---------- Source records ----------

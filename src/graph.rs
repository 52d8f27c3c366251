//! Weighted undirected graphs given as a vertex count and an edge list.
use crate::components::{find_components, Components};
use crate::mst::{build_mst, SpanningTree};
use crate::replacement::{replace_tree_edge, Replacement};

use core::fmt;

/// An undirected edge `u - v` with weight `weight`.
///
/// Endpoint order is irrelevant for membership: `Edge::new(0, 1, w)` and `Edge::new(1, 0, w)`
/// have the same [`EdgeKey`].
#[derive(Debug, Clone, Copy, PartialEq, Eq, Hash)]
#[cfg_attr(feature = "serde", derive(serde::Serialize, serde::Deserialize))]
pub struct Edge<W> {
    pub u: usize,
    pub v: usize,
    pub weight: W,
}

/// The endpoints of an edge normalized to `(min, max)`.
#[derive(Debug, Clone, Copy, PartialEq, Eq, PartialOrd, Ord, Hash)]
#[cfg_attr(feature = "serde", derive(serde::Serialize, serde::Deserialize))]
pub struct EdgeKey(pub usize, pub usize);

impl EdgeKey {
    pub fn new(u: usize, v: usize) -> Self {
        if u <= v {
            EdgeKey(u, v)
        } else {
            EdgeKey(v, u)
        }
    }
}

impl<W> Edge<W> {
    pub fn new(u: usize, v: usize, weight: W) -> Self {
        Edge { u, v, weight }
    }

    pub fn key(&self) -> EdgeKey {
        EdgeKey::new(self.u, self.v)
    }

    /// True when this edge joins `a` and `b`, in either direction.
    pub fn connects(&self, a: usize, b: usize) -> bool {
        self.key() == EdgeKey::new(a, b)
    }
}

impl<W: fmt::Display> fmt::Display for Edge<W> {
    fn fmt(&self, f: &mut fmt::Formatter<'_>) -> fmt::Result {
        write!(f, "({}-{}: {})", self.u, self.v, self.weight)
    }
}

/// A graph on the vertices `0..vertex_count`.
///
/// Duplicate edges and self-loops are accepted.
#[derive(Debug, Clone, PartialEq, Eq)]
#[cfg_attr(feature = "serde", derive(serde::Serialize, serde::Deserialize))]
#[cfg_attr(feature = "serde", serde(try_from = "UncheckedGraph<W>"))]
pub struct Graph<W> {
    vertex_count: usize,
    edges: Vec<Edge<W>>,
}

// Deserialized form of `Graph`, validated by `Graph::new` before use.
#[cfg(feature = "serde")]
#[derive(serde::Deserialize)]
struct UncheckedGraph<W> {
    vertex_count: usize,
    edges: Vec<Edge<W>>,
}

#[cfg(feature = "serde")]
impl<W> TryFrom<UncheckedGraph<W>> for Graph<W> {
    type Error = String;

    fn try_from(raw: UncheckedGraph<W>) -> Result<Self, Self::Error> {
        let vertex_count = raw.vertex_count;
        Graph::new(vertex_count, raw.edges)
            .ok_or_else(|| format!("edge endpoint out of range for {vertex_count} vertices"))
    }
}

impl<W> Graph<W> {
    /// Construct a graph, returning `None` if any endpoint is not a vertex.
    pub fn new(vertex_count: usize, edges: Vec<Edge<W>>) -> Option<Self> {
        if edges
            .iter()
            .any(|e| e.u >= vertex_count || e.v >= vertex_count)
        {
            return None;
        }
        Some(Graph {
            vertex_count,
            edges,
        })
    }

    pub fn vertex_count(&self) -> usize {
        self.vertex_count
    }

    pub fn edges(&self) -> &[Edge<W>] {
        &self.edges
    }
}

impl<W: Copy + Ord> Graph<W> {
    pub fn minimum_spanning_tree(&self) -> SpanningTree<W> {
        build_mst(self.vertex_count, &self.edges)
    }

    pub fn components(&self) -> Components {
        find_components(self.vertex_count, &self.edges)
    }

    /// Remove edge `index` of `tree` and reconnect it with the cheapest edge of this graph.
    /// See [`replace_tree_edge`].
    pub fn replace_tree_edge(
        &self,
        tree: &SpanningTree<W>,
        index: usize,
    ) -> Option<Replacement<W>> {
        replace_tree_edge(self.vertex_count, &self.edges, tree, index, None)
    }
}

----------

§ **Aim of the exercise**: Copy every entry above word for word.

§ **Expected answer**:
filename src/graph.rs
repository 52d8f27c3c366251
//! Weighted undirected graphs given as a vertex count and an edge list.
use crate::components::{find_components, Components};
use crate::mst::{build_mst, SpanningTree};
use crate::replacement::{replace_tree_edge, Replacement};

use core::fmt;

/// An undirected edge `u - v` with weight `weight`.
///
/// Endpoint order is irrelevant for membership: `Edge::new(0, 1, w)` and `Edge::new(1, 0, w)`
/// have the same [`EdgeKey`].
#[derive(Debug, Clone, Copy, PartialEq, Eq, Hash)]
#[cfg_attr(feature = "serde", derive(serde::Serialize, serde::Deserialize))]
pub struct Edge<W> {
    pub u: usize,
    pub v: usize,
    pub weight: W,
}

/// The endpoints of an edge normalized to `(min, max)`.
#[derive(Debug, Clone, Copy, PartialEq, Eq, PartialOrd, Ord, Hash)]
#[cfg_attr(feature = "serde", derive(serde::Serialize, serde::Deserialize))]
pub struct EdgeKey(pub usize, pub usize);

impl EdgeKey {
    pub fn new(u: usize, v: usize) -> Self {
        if u <= v {
            EdgeKey(u, v)
        } else {
            EdgeKey(v, u)
        }
    }
}

impl<W> Edge<W> {
    pub fn new(u: usize, v: usize, weight: W) -> Self {
        Edge { u, v, weight }
    }

    pub fn key(&self) -> EdgeKey {
        EdgeKey::new(self.u, self.v)
    }

    /// True when this edge joins `a` and `b`, in either direction.
    pub fn connects(&self, a: usize, b: usize) -> bool {
        self.key() == EdgeKey::new(a, b)
    }
}

impl<W: fmt::Display> fmt::Display for Edge<W> {
    fn fmt(&self, f: &mut fmt::Formatter<'_>) -> fmt::Result {
        write!(f, "({}-{}: {})", self.u, self.v, self.weight)
    }
}

/// A graph on the vertices `0..vertex_count`.
///
/// Duplicate edges and self-loops are accepted.
#[derive(Debug, Clone, PartialEq, Eq)]
#[cfg_attr(feature = "serde", derive(serde::Serialize, serde::Deserialize))]
#[cfg_attr(feature = "serde", serde(try_from = "UncheckedGraph<W>"))]
pub struct Graph<W> {
    vertex_count: usize,
    edges: Vec<Edge<W>>,
}

// Deserialized form of `Graph`, validated by `Graph::new` before use.
#[cfg(feature = "serde")]
#[derive(serde::Deserialize)]
struct UncheckedGraph<W> {
    vertex_count: usize,
    edges: Vec<Edge<W>>,
}

#[cfg(feature = "serde")]
impl<W> TryFrom<UncheckedGraph<W>> for Graph<W> {
    type Error = String;

    fn try_from(raw: UncheckedGraph<W>) -> Result<Self, Self::Error> {
        let vertex_count = raw.vertex_count;
        Graph::new(vertex_count, raw.edges)
            .ok_or_else(|| format!("edge endpoint out of range for {vertex_count} vertices"))
    }
}

impl<W> Graph<W> {
    /// Construct a graph, returning `None` if any endpoint is not a vertex.
    pub fn new(vertex_count: usize, edges: Vec<Edge<W>>) -> Option<Self> {
        if edges
            .iter()
            .any(|e| e.u >= vertex_count || e.v >= vertex_count)
        {
            return None;
        }
        Some(Graph {
            vertex_count,
            edges,
        })
    }

    pub fn vertex_count(&self) -> usize {
        self.vertex_count
    }

    pub fn edges(&self) -> &[Edge<W>] {
        &self.edges
    }
}

impl<W: Copy + Ord> Graph<W> {
    pub fn minimum_spanning_tree(&self) -> SpanningTree<W> {
        build_mst(self.vertex_count, &self.edges)
    }

    pub fn components(&self) -> Components {
        find_components(self.vertex_count, &self.edges)
    }

    /// Remove edge `index` of `tree` and reconnect it with the cheapest edge of this graph.
    /// See [`replace_tree_edge`].
    pub fn replace_tree_edge(
        &self,
        tree: &SpanningTree<W>,
        index: usize,
    ) -> Option<Replacement<W>> {
        replace_tree_edge(self.vertex_count, &self.edges, tree, index, None)
    }
}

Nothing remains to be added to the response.